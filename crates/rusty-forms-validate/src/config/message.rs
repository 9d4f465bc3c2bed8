// File: rusty-forms-validate/src/config/message.rs
// Purpose: Normalize the `m` option into per-reason message parameter lists

use indexmap::IndexMap;
use tracing::warn;

use crate::dom::ValidityKey;
use crate::value::Value;

/// Message parameters per native constraint reason, always list-valued
#[derive(Debug, Clone, Default, PartialEq)]
pub struct MessageConfig(IndexMap<String, Vec<Value>>);

impl MessageConfig {
    pub fn get(&self, key: ValidityKey) -> Option<&[Value]> {
        self.0.get(key.as_str()).map(Vec::as_slice)
    }

    pub fn iter(&self) -> impl Iterator<Item = (&str, &[Value])> {
        self.0.iter().map(|(k, v)| (k.as_str(), v.as_slice()))
    }

    pub fn len(&self) -> usize {
        self.0.len()
    }

    pub fn is_empty(&self) -> bool {
        self.0.is_empty()
    }
}

/// Wrap every non-array message in a single-element list.
///
/// Keys that are not native constraint reasons are kept but can never match.
pub fn format_message_config(input: &Value) -> MessageConfig {
    let Some(map) = input.as_object() else {
        return MessageConfig::default();
    };
    MessageConfig(
        map.iter()
            .map(|(key, value)| {
                if ValidityKey::parse(key).is_none() {
                    warn!(key = %key, "message key is not a constraint validity reason");
                }
                (key.clone(), value.clone().into_list())
            })
            .collect(),
    )
}
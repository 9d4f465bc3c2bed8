// File: rusty-forms-validate/src/functions/builtin.rs
// Purpose: Ready-made named checks for custom field validation

//! Checks for rules written in the `{v: args, m: message}` form:
//!
//! ```text
//! {"v": {"minLength": {"v": 3, "m": "Too short"}, "startsWith": {"v": "user_", "m": "Bad prefix"}}}
//! ```
//!
//! Text checks apply to every entry of a list value. Length checks count
//! characters for text and entries for lists and files.

use regex::Regex;
use tracing::warn;

use super::{CustomValidatorTable, FieldValue};
use crate::value::Value;

/// Table with every built-in check registered
pub fn builtin_validators() -> CustomValidatorTable {
    CustomValidatorTable::new()
        .with("email", |value, _| each(value, is_valid_email))
        .with("url", |value, _| each(value, is_valid_url))
        .with("contains", |value, args| {
            with_text_arg(args, |needle| each(value, |s| s.contains(needle)))
        })
        .with("notContains", |value, args| {
            with_text_arg(args, |needle| each(value, |s| !s.contains(needle)))
        })
        .with("startsWith", |value, args| {
            with_text_arg(args, |prefix| each(value, |s| s.starts_with(prefix)))
        })
        .with("endsWith", |value, args| {
            with_text_arg(args, |suffix| each(value, |s| s.ends_with(suffix)))
        })
        .with("equals", |value, args| {
            with_text_arg(args, |expected| each(value, |s| s == expected))
        })
        .with("minLength", |value, args| {
            Value::Bool(number_arg(args, 0).is_some_and(|min| value.len() as f64 >= min))
        })
        .with("maxLength", |value, args| {
            Value::Bool(number_arg(args, 0).is_some_and(|max| value.len() as f64 <= max))
        })
        .with("length", |value, args| {
            let len = value.len() as f64;
            Value::Bool(match (number_arg(args, 0), number_arg(args, 1)) {
                (Some(min), Some(max)) => len >= min && len <= max,
                (Some(exact), None) => len == exact,
                _ => false,
            })
        })
        .with("matches", |value, args| {
            with_text_arg(args, |pattern| match Regex::new(pattern) {
                Ok(re) => each(value, |s| re.is_match(s)),
                Err(e) => {
                    warn!(pattern = %pattern, error = %e, "invalid pattern in `matches` rule");
                    Value::Bool(false)
                }
            })
        })
        .with("oneOf", |value, args| {
            let allowed: Vec<String> = args
                .iter()
                .flat_map(|arg| arg.clone().into_list())
                .map(|arg| arg.to_string())
                .collect();
            each(value, |s| allowed.iter().any(|a| a == s))
        })
        .with("min", |value, args| {
            number_arg(args, 0)
                .map(|min| each(value, |s| parse_number(s).is_some_and(|n| n >= min)))
                .unwrap_or(Value::Bool(false))
        })
        .with("max", |value, args| {
            number_arg(args, 0)
                .map(|max| each(value, |s| parse_number(s).is_some_and(|n| n <= max)))
                .unwrap_or(Value::Bool(false))
        })
}

/// Run a text predicate over every text in the value
fn each(value: &FieldValue, check: impl Fn(&str) -> bool) -> Value {
    let passed = match value {
        FieldValue::Text(s) => check(s),
        FieldValue::List(items) => items.iter().all(|s| check(s)),
        FieldValue::Files(files) => files.iter().all(|f| check(&f.name)),
    };
    Value::Bool(passed)
}

fn with_text_arg(args: &[Value], check: impl FnOnce(&str) -> Value) -> Value {
    match args.first() {
        Some(Value::Null) | None => Value::Bool(false),
        Some(arg) => check(&arg.to_string()),
    }
}

fn number_arg(args: &[Value], index: usize) -> Option<f64> {
    match args.get(index)? {
        Value::Number(n) => Some(*n),
        Value::String(s) => parse_number(s),
        _ => None,
    }
}

fn parse_number(s: &str) -> Option<f64> {
    s.trim().parse::<f64>().ok().filter(|n| n.is_finite())
}

/// Basic email shape: one `@`, a dotted domain, conservative characters
pub fn is_valid_email(email: &str) -> bool {
    if email.len() < 3 {
        return false;
    }

    let Some((local, domain)) = email.split_once('@') else {
        return false;
    };

    // Exactly one @
    if domain.contains('@') {
        return false;
    }

    if local.is_empty() || local.len() > 64 {
        return false;
    }

    if domain.is_empty() || domain.len() > 255 || !domain.contains('.') {
        return false;
    }

    // Domain can't start or end with dot or hyphen, or repeat dots
    if domain.starts_with(['.', '-']) || domain.ends_with(['.', '-']) || domain.contains("..") {
        return false;
    }

    let valid_local = |c: char| c.is_alphanumeric() || matches!(c, '.' | '_' | '-' | '+');
    let valid_domain = |c: char| c.is_alphanumeric() || matches!(c, '.' | '-');

    local.chars().all(valid_local) && domain.chars().all(valid_domain)
}

/// `http(s)://` followed by a dotted host
pub fn is_valid_url(url: &str) -> bool {
    let Some(rest) = url
        .strip_prefix("https://")
        .or_else(|| url.strip_prefix("http://"))
    else {
        return false;
    };
    let host = rest.split(['/', '?', '#']).next().unwrap_or_default();
    !host.is_empty() && host.contains('.') && !host.starts_with('.') && !host.ends_with('.')
}
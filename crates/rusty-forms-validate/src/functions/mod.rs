// File: rusty-forms-validate/src/functions/mod.rs
// Purpose: Pluggable collaborators used by field validation

pub mod builtin;
pub mod custom_validator;
pub mod field_value;
pub mod html5_message;
pub mod message_resolver;
pub mod message_store;
pub mod rate_limiter;

use std::rc::Rc;

use crate::utils::{Scheduler, TokioScheduler};

pub use builtin::builtin_validators;
pub use custom_validator::{create_custom_field_validator, CustomFieldValidator, CustomValidatorTable};
pub use field_value::{DefaultFieldValueResolver, FieldValue, FieldValueResolver};
pub use html5_message::{DefaultHtml5MessageResolver, Html5MessageResolver};
pub use message_resolver::{DefaultMessageResolver, MessageResolver, UpdateListener};
pub use message_store::{MessageHandler, MessageStore};
pub use rate_limiter::{DefaultInputRateLimiter, InputRateLimiter};

/// The collaborators shared by every field of one plugin instance
#[derive(Clone)]
pub struct Functions {
    pub field_value_resolver: Rc<dyn FieldValueResolver>,
    pub message_resolver: Rc<dyn MessageResolver>,
    /// Consulted in order for rules without a validator function
    pub custom_field_validators: Vec<Rc<dyn CustomFieldValidator>>,
    pub input_rate_limiter: Rc<dyn InputRateLimiter>,
    pub html5_message_resolver: Rc<dyn Html5MessageResolver>,
    pub message_store: Rc<MessageStore>,
}

/// Overrides for [`Functions`]; anything left `None` gets the default
#[derive(Clone, Default)]
pub struct FunctionsOptions {
    pub field_value_resolver: Option<Rc<dyn FieldValueResolver>>,
    pub message_resolver: Option<Rc<dyn MessageResolver>>,
    pub custom_field_validators: Option<Vec<Rc<dyn CustomFieldValidator>>>,
    pub input_rate_limiter: Option<Rc<dyn InputRateLimiter>>,
    pub html5_message_resolver: Option<Rc<dyn Html5MessageResolver>>,
    pub message_store: Option<Rc<MessageStore>>,
    /// Timer source for the default input rate limiter
    pub scheduler: Option<Rc<dyn Scheduler>>,
}

impl FunctionsOptions {
    pub fn with_message_resolver(mut self, resolver: Rc<dyn MessageResolver>) -> Self {
        self.message_resolver = Some(resolver);
        self
    }

    pub fn with_custom_validator(mut self, validator: Rc<dyn CustomFieldValidator>) -> Self {
        self.custom_field_validators
            .get_or_insert_with(Vec::new)
            .push(validator);
        self
    }

    pub fn with_scheduler(mut self, scheduler: Rc<dyn Scheduler>) -> Self {
        self.scheduler = Some(scheduler);
        self
    }
}

impl Functions {
    /// Fill in defaults. Unless one is given, the message store is built on
    /// the chosen message resolver.
    pub fn new(options: FunctionsOptions) -> Self {
        let message_resolver = options
            .message_resolver
            .unwrap_or_else(|| Rc::new(DefaultMessageResolver));
        let scheduler = options
            .scheduler
            .unwrap_or_else(|| Rc::new(TokioScheduler));
        let message_store = options
            .message_store
            .unwrap_or_else(|| MessageStore::new(message_resolver.clone()));

        Self {
            field_value_resolver: options
                .field_value_resolver
                .unwrap_or_else(|| Rc::new(DefaultFieldValueResolver)),
            message_resolver,
            custom_field_validators: options.custom_field_validators.unwrap_or_default(),
            input_rate_limiter: options
                .input_rate_limiter
                .unwrap_or_else(|| Rc::new(DefaultInputRateLimiter::new(scheduler))),
            html5_message_resolver: options
                .html5_message_resolver
                .unwrap_or_else(|| Rc::new(DefaultHtml5MessageResolver)),
            message_store,
        }
    }
}

impl Default for Functions {
    fn default() -> Self {
        Self::new(FunctionsOptions::default())
    }
}
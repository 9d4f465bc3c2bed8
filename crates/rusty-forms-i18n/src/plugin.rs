// File: rusty-forms-i18n/src/plugin.rs
// Purpose: Translation accessors and the i18n-text binding

use rusty_forms_validate::reactive::Watcher;
use std::rc::{Rc, Weak};
use tracing::debug;

use crate::provider::{I18n, I18nEvent, Options, TransKey};
use crate::store::I18nStore;

/// Translation helpers bound to one [`I18nStore`].
///
/// The store follows provider events while the plugin is alive; dropping it
/// unregisters its callbacks from the provider.
pub struct I18nPlugin {
    store: Rc<I18nStore>,
    hooks: Vec<(I18nEvent, Rc<dyn Fn()>)>,
}

impl I18nPlugin {
    /// Bump the store's timestamp on every provider change event
    pub fn install(store: Rc<I18nStore>) -> Self {
        let hooks = I18nEvent::ALL
            .into_iter()
            .map(|event| {
                let weak: Weak<I18nStore> = Rc::downgrade(&store);
                let hook: Rc<dyn Fn()> = Rc::new(move || {
                    if let Some(store) = weak.upgrade() {
                        store.touch();
                    }
                });
                store.i18n().on(event, hook.clone());
                (event, hook)
            })
            .collect();
        debug!(language = %store.i18n().language(), "i18n plugin installed");
        Self { store, hooks }
    }

    /// Stop following provider events
    pub fn uninstall(self) {}

    pub fn store(&self) -> &Rc<I18nStore> {
        &self.store
    }

    pub fn t(&self, key: impl Into<TransKey>, options: Option<&Options>) -> String {
        self.store.i18n().t(&key.into(), options)
    }

    pub fn i18n(&self) -> Rc<dyn I18n> {
        self.store.i18n().clone()
    }

    /// Render `t(key, options)` into `sink` now and after every translation
    /// change, until the returned binding is dropped.
    pub fn i18n_text(
        &self,
        key: impl Into<TransKey>,
        options: Option<Options>,
        sink: impl Fn(&str) + 'static,
    ) -> TextBinding {
        let key = key.into();
        let i18n = self.store.i18n().clone();
        let render = move || sink(&i18n.t(&key, options.as_ref()));
        render();
        let watcher = self.store.timestamp().watch(move |_, _| render());
        TextBinding {
            store: Rc::downgrade(&self.store),
            watcher: Some(watcher),
        }
    }
}

impl Drop for I18nPlugin {
    fn drop(&mut self) {
        for (event, hook) in self.hooks.drain(..) {
            self.store.i18n().off(event, &hook);
        }
        debug!("i18n plugin uninstalled");
    }
}

/// A live `i18n-text` binding. Dropping it stops the updates.
#[must_use = "dropping a TextBinding stops its updates"]
pub struct TextBinding {
    store: Weak<I18nStore>,
    watcher: Option<Watcher<i64>>,
}

impl TextBinding {
    pub fn cleanup(self) {}
}

impl Drop for TextBinding {
    fn drop(&mut self) {
        if let (Some(store), Some(watcher)) = (self.store.upgrade(), self.watcher.take()) {
            store.timestamp().unwatch(&watcher);
        }
    }
}
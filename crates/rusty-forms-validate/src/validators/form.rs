// File: rusty-forms-validate/src/validators/form.rs
// Purpose: Validate every attached field of a form, then the form itself

use std::rc::Rc;
use tracing::trace;

use crate::dom::FormRef;
use crate::error::Result;
use crate::registry::Registry;

/// Runs the submission pass of a form
pub struct FormValidator {
    form: FormRef,
    report: bool,
    registry: Rc<Registry>,
}

impl FormValidator {
    pub fn new(form: FormRef, report: bool, registry: Rc<Registry>) -> Self {
        Self {
            form,
            report,
            registry,
        }
    }

    /// Submit-validate each field with validation attached, then report or
    /// check the whole form. Controls without validation still take part
    /// in the native check.
    pub fn validate(&self) -> Result<bool> {
        for element in self.form.elements() {
            if let Some(binding) = self.registry.field(element.node_id()) {
                binding.submit_validate(&self.registry)?;
            }
        }

        let valid = if self.report {
            self.form.report_validity()
        } else {
            self.form.check_validity()
        };
        trace!(form = %self.form.id(), valid, "form validated");
        Ok(valid)
    }
}
// File: rusty-forms-validate/src/reactive.rs
// Purpose: Observer lists and a watchable cell for single-threaded fan-out

use std::cell::RefCell;
use std::rc::Rc;

/// Ordered observer list keyed by `Rc` identity
pub struct Listeners<F: ?Sized> {
    entries: RefCell<Vec<Rc<F>>>,
}

impl<F: ?Sized> Default for Listeners<F> {
    fn default() -> Self {
        Self {
            entries: RefCell::new(Vec::new()),
        }
    }
}

impl<F: ?Sized> Listeners<F> {
    pub fn new() -> Self {
        Self::default()
    }

    /// Adding a listener that is already present is a no-op
    pub fn add(&self, listener: Rc<F>) {
        let mut entries = self.entries.borrow_mut();
        if !entries.iter().any(|l| Rc::ptr_eq(l, &listener)) {
            entries.push(listener);
        }
    }

    pub fn remove(&self, listener: &Rc<F>) {
        self.entries.borrow_mut().retain(|l| !Rc::ptr_eq(l, listener));
    }

    pub fn len(&self) -> usize {
        self.entries.borrow().len()
    }

    pub fn is_empty(&self) -> bool {
        self.entries.borrow().is_empty()
    }

    /// Copy of the current list, so callers can notify without holding a borrow
    pub fn snapshot(&self) -> Vec<Rc<F>> {
        self.entries.borrow().clone()
    }
}

impl Listeners<dyn Fn()> {
    pub fn notify(&self) {
        for listener in self.snapshot() {
            listener();
        }
    }
}

/// Watcher callback: `(new, old)`
pub type Watcher<T> = Rc<dyn Fn(&T, &T)>;

/// A value whose changes can be watched
pub struct Signal<T> {
    value: RefCell<T>,
    watchers: Listeners<dyn Fn(&T, &T)>,
}

impl<T: Clone + PartialEq + 'static> Signal<T> {
    pub fn new(value: T) -> Self {
        Self {
            value: RefCell::new(value),
            watchers: Listeners::new(),
        }
    }

    pub fn get(&self) -> T {
        self.value.borrow().clone()
    }

    /// Store a new value; watchers run only when it differs from the old one
    pub fn set(&self, value: T) {
        let old = self.value.replace(value.clone());
        if old != value {
            for watcher in self.watchers.snapshot() {
                watcher(&value, &old);
            }
        }
    }

    /// Update in place from the current value
    pub fn update(&self, f: impl FnOnce(&T) -> T) {
        let next = f(&self.value.borrow());
        self.set(next);
    }

    pub fn watch(&self, watcher: impl Fn(&T, &T) + 'static) -> Watcher<T> {
        let watcher: Watcher<T> = Rc::new(watcher);
        self.watchers.add(watcher.clone());
        watcher
    }

    pub fn unwatch(&self, watcher: &Watcher<T>) {
        self.watchers.remove(watcher);
    }
}
// File: rusty-forms-validate/src/functions/rate_limiter.rs
// Purpose: Wrap `input` handlers according to the `inputLimit` option

use std::rc::Rc;
use std::time::Duration;
use tracing::debug;

use crate::config::FieldConfig;
use crate::error::{Result, ValidateError};
use crate::utils::{debounce, throttle, Handler, LimitedHandler, Scheduler, Unlimited};

/// Chooses the rate limiter for a field's `input` handler
pub trait InputRateLimiter {
    fn limit(&self, handler: Handler, config: &FieldConfig) -> Result<Rc<dyn LimitedHandler>>;
}

/// Understands `none`, `debounce[:<ms>]` and `throttle[:<ms>]`
///
/// # Panics
///
/// Calls to a debounced or throttled handler panic when `scheduler` panics,
/// which [`crate::utils::TokioScheduler`] does outside a
/// [`tokio::task::LocalSet`].
pub struct DefaultInputRateLimiter {
    scheduler: Rc<dyn Scheduler>,
}

impl DefaultInputRateLimiter {
    pub fn new(scheduler: Rc<dyn Scheduler>) -> Self {
        Self { scheduler }
    }
}

impl InputRateLimiter for DefaultInputRateLimiter {
    fn limit(&self, handler: Handler, config: &FieldConfig) -> Result<Rc<dyn LimitedHandler>> {
        let limit = config.input_limit.trim();
        if limit.is_empty() {
            return Ok(Rc::new(Unlimited::new(handler)));
        }
        let (method, wait) = match limit.split_once(':') {
            Some((method, wait)) => (method.trim(), Some(wait.trim())),
            None => (limit, None),
        };
        let opts = &config.input_limit_opts;

        let limited: Rc<dyn LimitedHandler> = match method {
            "none" => Rc::new(Unlimited::new(handler)),
            "debounce" => {
                let wait = parse_wait(method, wait)?.unwrap_or_else(|| opts.debounce.wait());
                debug!(wait_ms = wait.as_millis() as u64, "debouncing input validation");
                Rc::new(debounce(
                    self.scheduler.clone(),
                    handler,
                    wait,
                    opts.debounce.immediate,
                ))
            }
            "throttle" => {
                let wait = parse_wait(method, wait)?.unwrap_or_else(|| opts.throttle.wait());
                debug!(wait_ms = wait.as_millis() as u64, "throttling input validation");
                Rc::new(throttle(
                    self.scheduler.clone(),
                    handler,
                    wait,
                    opts.throttle.options,
                ))
            }
            other => {
                return Err(ValidateError::UnknownRateLimiter {
                    method: other.to_string(),
                })
            }
        };
        Ok(limited)
    }
}

/// Milliseconds after the `:`; an empty wait falls back to the configured one
fn parse_wait(method: &str, wait: Option<&str>) -> Result<Option<Duration>> {
    let Some(wait) = wait.filter(|w| !w.is_empty()) else {
        return Ok(None);
    };
    wait.parse::<f64>()
        .ok()
        .filter(|ms| *ms >= 0.0)
        .and_then(|ms| Duration::try_from_secs_f64(ms / 1000.0).ok())
        .map(Some)
        .ok_or_else(|| ValidateError::InvalidRateLimitWait {
            method: method.to_string(),
            wait: wait.to_string(),
        })
}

● ● ● ●

ABOUT THIS EXERCISE
Search the records line by line for the word "sink" and copy every line where it appears.

RESULT OF THE EXERCISE
    /// Render `t(key, options)` into `sink` now and after every translation
        sink: impl Fn(&str) + 'static,
        let render = move || sink(&i18n.t(&key, options.as_ref()));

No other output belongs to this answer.